From Clinic to the Classroom: Teaching about Narrative Medicine and Health Inequity at Rhodes College

After a hiatus during medical training (med school, residency, first year fellowship), I am excited to be back in the classroom teaching about narrative medicine and health inequity at Rhodes College this semester! The course is designed for post-baccalaureate Health Equity students and advanced undergraduate students, and I will share my teaching materials here, just like old times. I look forward to teaching alongside my clinical duties as a combined fellow in pediatric hematology/oncology and hospice and palliative medicine.

HLEQ 430 introduces the field of Narrative Medicine and the role of narrative in raising awareness of health inequity. Illness narratives illuminate patient experiences with social determinants of health, and clinician narratives provide insight into healthcare perspectives on inequity. Through a close study of medical narratives, we will delve into systems of health inequality, implicit bias, systemic racism and sexism, narrative ethics, death and dying, mental illness, disability, and more. Students will have the opportunity to engage with narrative medicine theory and discourse as well as to create their own forms of narrative.

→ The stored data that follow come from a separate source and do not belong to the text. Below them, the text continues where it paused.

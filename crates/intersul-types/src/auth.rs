//! Authentication and user types.

use std::collections::HashMap;
use std::fmt;
use std::str::FromStr;

use serde::{Deserialize, Serialize};

use crate::common::{EntityId, impl_entity};

/// A console user (administrator, manager, technician or commercial agent).
#[derive(Debug, Clone, PartialEq, Serialize, Deserialize)]
pub struct User {
    pub id: EntityId,
    pub name: String,
    pub email: String,
    pub role: UserRole,
    #[serde(default, skip_serializing_if = "Option::is_none")]
    pub sector: Option<String>,
    #[serde(default, skip_serializing_if = "Option::is_none")]
    pub position: Option<String>,
    #[serde(default, skip_serializing_if = "Option::is_none")]
    pub avatar: Option<String>,
    #[serde(default = "default_active")]
    pub is_active: bool,
    #[serde(default)]
    pub created_at: String,
    #[serde(default)]
    pub updated_at: String,
}

fn default_active() -> bool {
    true
}

impl_entity!(User);

/// Role ladder. Managers inherit technician and commercial rights, and
/// administrators inherit everything.
#[derive(Debug, Clone, Copy, PartialEq, Eq, Hash, Serialize, Deserialize)]
#[serde(rename_all = "snake_case")]
pub enum UserRole {
    Admin,
    Manager,
    Technician,
    Commercial,
}

impl UserRole {
    pub const ALL: [UserRole; 4] = [
        UserRole::Admin,
        UserRole::Manager,
        UserRole::Technician,
        UserRole::Commercial,
    ];

    pub fn as_str(&self) -> &'static str {
        match self {
            UserRole::Admin => "admin",
            UserRole::Manager => "manager",
            UserRole::Technician => "technician",
            UserRole::Commercial => "commercial",
        }
    }

    pub fn is_admin(&self) -> bool {
        matches!(self, UserRole::Admin)
    }

    pub fn is_manager_or_above(&self) -> bool {
        matches!(self, UserRole::Admin | UserRole::Manager)
    }

    pub fn is_technician_or_above(&self) -> bool {
        matches!(
            self,
            UserRole::Admin | UserRole::Manager | UserRole::Technician
        )
    }

    pub fn is_commercial_or_above(&self) -> bool {
        matches!(
            self,
            UserRole::Admin | UserRole::Manager | UserRole::Commercial
        )
    }
}

impl fmt::Display for UserRole {
    fn fmt(&self, f: &mut fmt::Formatter<'_>) -> fmt::Result {
        f.write_str(self.as_str())
    }
}

impl FromStr for UserRole {
    type Err = String;

    fn from_str(s: &str) -> Result<Self, Self::Err> {
        UserRole::ALL
            .into_iter()
            .find(|role| role.as_str().eq_ignore_ascii_case(s))
            .ok_or_else(|| format!("unknown role '{}'", s))
    }
}

/// Credentials for `POST /auth/login`.
#[derive(Debug, Clone, Serialize, Deserialize)]
pub struct LoginRequest {
    pub email: String,
    pub password: String,
}

/// Response of login and registration.
///
/// Both fields are optional on the wire; a session is only established when
/// the server returns both.
#[derive(Debug, Clone, Default, Serialize, Deserialize)]
pub struct LoginResponse {
    #[serde(default)]
    pub user: Option<User>,
    #[serde(default)]
    pub access_token: Option<String>,
    #[serde(default, skip_serializing_if = "Option::is_none")]
    pub refresh_token: Option<String>,
}

impl LoginResponse {
    /// The identity and token pair, when the server returned both.
    pub fn credentials(&self) -> Option<(&User, &str)> {
        match (&self.user, &self.access_token) {
            (Some(user), Some(token)) if !token.is_empty() => Some((user, token.as_str())),
            _ => None,
        }
    }
}

/// Payload for `POST /auth/register` and `POST /users`.
#[derive(Debug, Clone, Default, Serialize, Deserialize)]
pub struct RegisterRequest {
    pub name: String,
    pub email: String,
    pub password: String,
    #[serde(default, skip_serializing_if = "Option::is_none")]
    pub role: Option<UserRole>,
    #[serde(default, skip_serializing_if = "Option::is_none")]
    pub sector: Option<String>,
    #[serde(default, skip_serializing_if = "Option::is_none")]
    pub position: Option<String>,
    #[serde(default, skip_serializing_if = "Option::is_none")]
    pub phone: Option<String>,
}

/// Payload for `POST /auth/change-password`.
#[derive(Debug, Clone, Serialize, Deserialize)]
pub struct ChangePasswordRequest {
    pub current_password: String,
    pub new_password: String,
}

/// Partial profile update applied to the signed-in user.
#[derive(Debug, Clone, Default, PartialEq, Serialize, Deserialize)]
pub struct UserPatch {
    #[serde(default, skip_serializing_if = "Option::is_none")]
    pub name: Option<String>,
    #[serde(default, skip_serializing_if = "Option::is_none")]
    pub email: Option<String>,
    #[serde(default, skip_serializing_if = "Option::is_none")]
    pub role: Option<UserRole>,
    #[serde(default, skip_serializing_if = "Option::is_none")]
    pub sector: Option<String>,
    #[serde(default, skip_serializing_if = "Option::is_none")]
    pub position: Option<String>,
    #[serde(default, skip_serializing_if = "Option::is_none")]
    pub avatar: Option<String>,
    #[serde(default, skip_serializing_if = "Option::is_none")]
    pub is_active: Option<bool>,
}

impl UserPatch {
    /// Shallow-merge the patch into `user`.
    pub fn apply(&self, user: &mut User) {
        if let Some(name) = &self.name {
            user.name = name.clone();
        }
        if let Some(email) = &self.email {
            user.email = email.clone();
        }
        if let Some(role) = self.role {
            user.role = role;
        }
        if let Some(sector) = &self.sector {
            user.sector = Some(sector.clone());
        }
        if let Some(position) = &self.position {
            user.position = Some(position.clone());
        }
        if let Some(avatar) = &self.avatar {
            user.avatar = Some(avatar.clone());
        }
        if let Some(active) = self.is_active {
            user.is_active = active;
        }
    }
}

/// Payload for `PATCH /users/{id}`.
#[derive(Debug, Clone, Default, Serialize, Deserialize)]
pub struct UpdateUserRequest {
    #[serde(default, skip_serializing_if = "Option::is_none")]
    pub name: Option<String>,
    #[serde(default, skip_serializing_if = "Option::is_none")]
    pub email: Option<String>,
    #[serde(default, skip_serializing_if = "Option::is_none")]
    pub role: Option<UserRole>,
    #[serde(default, skip_serializing_if = "Option::is_none")]
    pub phone: Option<String>,
    #[serde(default, skip_serializing_if = "Option::is_none")]
    pub position: Option<String>,
    #[serde(default, skip_serializing_if = "Option::is_none")]
    pub active: Option<bool>,
}

/// Filters for `GET /users`.
#[derive(Debug, Clone, Default, PartialEq, Serialize, Deserialize)]
pub struct UserQuery {
    #[serde(default, skip_serializing_if = "Option::is_none")]
    pub search: Option<String>,
    #[serde(default, skip_serializing_if = "Option::is_none")]
    pub role: Option<UserRole>,
    #[serde(default, skip_serializing_if = "Option::is_none")]
    pub active: Option<bool>,
    #[serde(default, skip_serializing_if = "Option::is_none")]
    pub page: Option<u32>,
    #[serde(default, skip_serializing_if = "Option::is_none")]
    pub limit: Option<u32>,
}

/// Aggregate user counters.
#[derive(Debug, Clone, Default, PartialEq, Serialize, Deserialize)]
pub struct UserStats {
    pub total: u64,
    pub active: u64,
    pub inactive: u64,
    #[serde(default)]
    pub by_role: HashMap<String, u64>,
    #[serde(default)]
    pub new_this_month: u64,
}

#[cfg(test)]
mod tests {
    use super::*;

    fn user(role: UserRole) -> User {
        User {
            id: 1,
            name: "Ana".to_string(),
            email: "ana@example.com".to_string(),
            role,
            sector: None,
            position: None,
            avatar: None,
            is_active: true,
            created_at: String::new(),
            updated_at: String::new(),
        }
    }

    #[test]
    fn test_role_ladder() {
        assert!(UserRole::Admin.is_manager_or_above());
        assert!(UserRole::Admin.is_technician_or_above());
        assert!(UserRole::Admin.is_commercial_or_above());

        assert!(!UserRole::Manager.is_admin());
        assert!(UserRole::Manager.is_technician_or_above());
        assert!(UserRole::Manager.is_commercial_or_above());

        assert!(UserRole::Technician.is_technician_or_above());
        assert!(!UserRole::Technician.is_commercial_or_above());
        assert!(!UserRole::Technician.is_manager_or_above());

        assert!(UserRole::Commercial.is_commercial_or_above());
        assert!(!UserRole::Commercial.is_technician_or_above());
    }

    #[test]
    fn test_role_wire_and_parse() {
        assert_eq!(
            serde_json::to_value(UserRole::Technician).unwrap(),
            serde_json::json!("technician")
        );
        assert_eq!("ADMIN".parse::<UserRole>().unwrap(), UserRole::Admin);
        assert!("owner".parse::<UserRole>().is_err());
    }

    #[test]
    fn test_login_response_credentials() {
        let full = LoginResponse {
            user: Some(user(UserRole::Admin)),
            access_token: Some("tok".to_string()),
            refresh_token: None,
        };
        assert_eq!(full.credentials().map(|(_, t)| t), Some("tok"));

        let missing_user = LoginResponse {
            user: None,
            access_token: Some("tok".to_string()),
            refresh_token: None,
        };
        assert!(missing_user.credentials().is_none());
    }

    #[test]
    fn test_user_patch_apply() {
        let mut u = user(UserRole::Technician);
        UserPatch {
            name: Some("Ana Paula".to_string()),
            role: Some(UserRole::Manager),
            ..Default::default()
        }
        .apply(&mut u);

        assert_eq!(u.name, "Ana Paula");
        assert_eq!(u.role, UserRole::Manager);
        assert_eq!(u.email, "ana@example.com");
    }

    #[test]
    fn test_user_defaults_active() {
        let u: User = serde_json::from_value(serde_json::json!({
            "id": 3,
            "name": "Rui",
            "email": "rui@example.com",
            "role": "commercial"
        }))
        .unwrap();
        assert!(u.is_active);
    }
}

This course is designed for individuals interested in health equity, medicine, nursing, public health, medical anthropology, clinical psychology, other health-related fields to gain an interdisciplinary understanding and humanistic perspective of medicine through the lens of narrative.

Course requirements will include weekly readings and reflections, class participation, a mid-term narrative analysis paper, and a final project of narrative creation.

Image courtesy of Tara Winstead.

4 Comments

Filed under Narrative Medicine and Health Inequity

4 responses to “From Clinic to the Classroom: Teaching about Narrative Medicine and Health Inequity at Rhodes College

  1. I can’t wait to read more about how this course goes and what your experiences are in teaching it, Trisha. So proud of you and excited for your students!

  2. Jacqueline Williams-Reade

    You’re back! So fantastic. I also work in pediatric oncology and Palliative Care. I can’t seem to open your documents and I’d love to see them if possible. Thanks!

    • Thanks, Jacqueline! I appreciate you letting me know and have fixed the links, so please let me know if it doesn’t work for you. Great to meet another person working in the pediatric oncology/palliative care space!